For two years now, Boris Yeltsin has held two jobs. From time to time, occasionally for days in a row, he has been president of Russia. The rest of the time he is a multiple-syndrome patient at Greater Moscow’s most exclusive health-care facilities. Despite growing pressure on him to devote full time to the latter occupation, he persists as president. His staff issues daily bulletins that he is “reviewing documents,” and every so often his televised image appears in a minute or so of videotape, sitting upright in a meeting.
Yeltsin’s absence from his Kremlin offices gives rise not only to political maneuvering but also to growing intrigue in the office of the presidency, normally hidden from view. The Kremlin “household affairs” directorate runs hundreds of businesses, including resorts, clinics, hotels, dachas and the “Rossiya” airline service, reserved for government officials. These properties for the most part belonged to the Communist Party of the Soviet Union but were nationalized and handed over to the presidency in 1991. They are reportedly valued at billions of dollars. The whole operation is outside the federal budget–run like what in other countries might be called a slush fund. The household-affairs director says it is “profitable,” but former tax chief Boris Fedorov says it costs the public over a billion dollars a year.

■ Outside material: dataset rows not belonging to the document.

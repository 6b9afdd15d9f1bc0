//! Shared response envelope for API handlers.
//!
//! Every JSON response is `{ "success": bool, ...payload }`. Handlers wrap
//! their payload with [`ok`] rather than building ad-hoc `json!` bodies.

use axum::Json;
use inventory_core::wire::Envelope;
use serde::Serialize;

/// `Json(Envelope::ok(body))`.
pub fn ok<T: Serialize>(body: T) -> Json<Envelope<T>> {
    Json(Envelope::ok(body))
}

/// Payload-free success.
#[derive(Debug, Serialize)]
pub struct Message {
    pub message: &'static str,
}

The perks and pleasures available through the directorate are important political tools (don’t call them bribes!) for winning support from Duma deputies, regional leaders and influential private figures. There are also rumors that the directorate’s operations are commingled with the private affairs of the Yeltsin family. When President Yeltsin about ten days ago shuffled boxes on the organization chart to place household affairs under the presidential chief of staff, some saw the fine hand of Yeltsin’s daughter, Tatyana Dyachenko, at work, protecting the directorate’s operations. Rumor has it that the directorate’s top official had grown too close to Moscow Mayor Yuri Luzhkov, another politician with a reputation for putting the public, private and personal sectors into the fiscal blender and pushing “purée.”